PLDT Plans Data Center REIT IPO to Pay Down Debt

Manila Bulletin – Business
Manila Bulletin – BusinessJun 9, 2026

Why It Matters

The REIT gives PLDT a reliable capital stream to reduce leverage while granting investors direct exposure to the rapidly expanding Philippine data‑center market fueled by AI adoption.

Key Takeaways

  • PLDT to list VITRO data centers as REIT in Q4 2026
  • Initial REIT phase covers 8 centers, 27 MW capacity, $300‑$400 m raise
  • Proceeds aimed at reducing roughly $5.1 bn net debt
  • REIT structure preferred over minority stake sale for valuation
  • SEC’s expanded REIT rules now include telecom infrastructure

Pulse Analysis

The Philippines’ telecom sector is at a crossroads, with PLDT carrying a net debt load of roughly $5.1 billion—equivalent to 2.5 times its EBITDA. At the same time, the country’s data‑center market is heating up as enterprises adopt AI and cloud services that demand low‑latency, high‑capacity infrastructure. VITRO, PLDT’s data‑center arm, already commands about 100 MW across 11 sites, positioning it as the nation’s leading provider. By packaging these assets into a REIT, PLDT can tap a steady stream of investor capital without diluting ownership, a strategy that aligns with global telecom trends where asset‑backed securities fund growth while easing balance‑sheet pressure.

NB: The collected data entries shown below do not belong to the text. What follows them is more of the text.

use std::fmt;
use std::rc::Rc;

use crate::ast::render::format_float;
use crate::ast::{ClassDecl, FunctionDecl};
use crate::interpreter::{EnvGuard, EnvId};
use crate::stdlib::NativeFunction;

/// A declared function paired with the frame it was declared in.
#[derive(Debug, Clone)]
pub struct FunctionValue {
    pub decl: Rc<FunctionDecl>,
    pub closure: Rc<EnvGuard>,
}

/// Shared by the class value and every instance. The declaring frame is
/// kept alive by whichever of those holds a guard on it.
#[derive(Debug)]
pub struct ClassValue {
    pub decl: Rc<ClassDecl>,
    pub closure: EnvId,
    pub base: Option<Rc<ClassValue>>,
}

#[derive(Debug, Clone)]
pub enum Value {
    Bool(bool),
    Int(i64),
    Float(f64),
    String(String),
    Nil,
    Function(FunctionValue),
    Class {
        class: Rc<ClassValue>,
        closure: Rc<EnvGuard>,
    },
    /// Copies share `env`, the frame holding the fields and methods.
    Instance {
        class: Rc<ClassValue>,
        env: Rc<EnvGuard>,
    },
    Native(Box<dyn NativeFunction>),
}

impl Value {
    pub fn type_name(&self) -> &'static str {
        match self {
            Value::Bool(_) => "bool",
            Value::Int(_) => "int",
            Value::Float(_) => "float",
            Value::String(_) => "string",
            Value::Nil => "nil",
            Value::Function(_) => "function",
            Value::Class { .. } => "class",
            Value::Instance { .. } => "instance",
            Value::Native(_) => "native function",
        }
    }

    /// The frame guard this value holds, if any.
    pub(crate) fn guard(&self) -> Option<&Rc<EnvGuard>> {
        match self {
            Value::Function(function) => Some(&function.closure),
            Value::Class { closure, .. } => Some(closure),
            Value::Instance { env, .. } => Some(env),
            _ => None,
        }
    }
}

impl PartialEq for Value {
    /// Exact structural equality. The language's `==` goes through
    /// `operators::evaluate_binary` instead, which compares floats with a
    /// tolerance.
    fn eq(&self, other: &Self) -> bool {
        match (self, other) {
            (Value::Bool(a), Value::Bool(b)) => a == b,
            (Value::Int(a), Value::Int(b)) => a == b,
            (Value::Float(a), Value::Float(b)) => a == b,
            (Value::String(a), Value::String(b)) => a == b,
            (Value::Nil, Value::Nil) => true,
            (Value::Function(a), Value::Function(b)) => {
                Rc::ptr_eq(&a.decl, &b.decl) && a.closure.id() == b.closure.id()
            }
            (Value::Class { class: a, .. }, Value::Class { class: b, .. }) => Rc::ptr_eq(a, b),
            (Value::Instance { env: a, .. }, Value::Instance { env: b, .. }) => a.id() == b.id(),
            (Value::Native(a), Value::Native(b)) => a.name() == b.name(),
            _ => false,
        }
    }
}

impl fmt::Display for Value {
    fn fmt(&self, f: &mut fmt::Formatter<'_>) -> fmt::Result {
        match self {
            Value::Bool(b) => write!(f, "{}", b),
            Value::Int(i) => write!(f, "{}", i),
            Value::Float(x) => f.write_str(&format_float(*x)),
            Value::String(s) => f.write_str(s),
            Value::Nil => f.write_str("nil"),
            Value::Function(function) => write!(f, "<fn {}>", function.decl.name),
            Value::Class { class, .. } => write!(f, "<class {}>", class.decl.name),
            Value::Instance { class, .. } => write!(f, "<{} instance>", class.decl.name),
            Value::Native(native) => write!(f, "<native fn {}>", native.name()),
        }
    }
}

A REIT offers tax‑efficient distribution of earnings and obligates the sponsor to maintain a minimum payout ratio, creating a predictable cash flow for investors. PLDT’s decision to pursue a full REIT listing rather than a minority equity sale reflects a desire for higher valuation and ongoing control over the assets. The recent amendment to the Philippine SEC’s REIT guidelines—expanding eligible assets to include telecommunications infrastructure—removes a previous regulatory hurdle, making the structure more attractive for firms like PLDT that own high‑margin, income‑generating facilities. Financial advisers UBS and BPI Capital are steering the transaction, underscoring the deal’s sophistication and the importance of aligning with global best practices.

For investors, the VITRO REIT represents a rare opportunity to gain exposure to a nascent but fast‑growing data‑center ecosystem in Southeast Asia, a sector expected to outpace regional GDP growth as AI workloads proliferate. The initial $300‑$400 million raise will not only fund debt reduction but also signal confidence to the market, potentially lowering PLDT’s borrowing costs. In the broader telecom landscape, the move could spur other operators to consider similar asset‑backed listings, accelerating capital recycling and infrastructure investment across the region. As the Philippines continues to position itself as a digital hub, the success of PLDT’s REIT could become a benchmark for unlocking value in telecom‑linked real assets.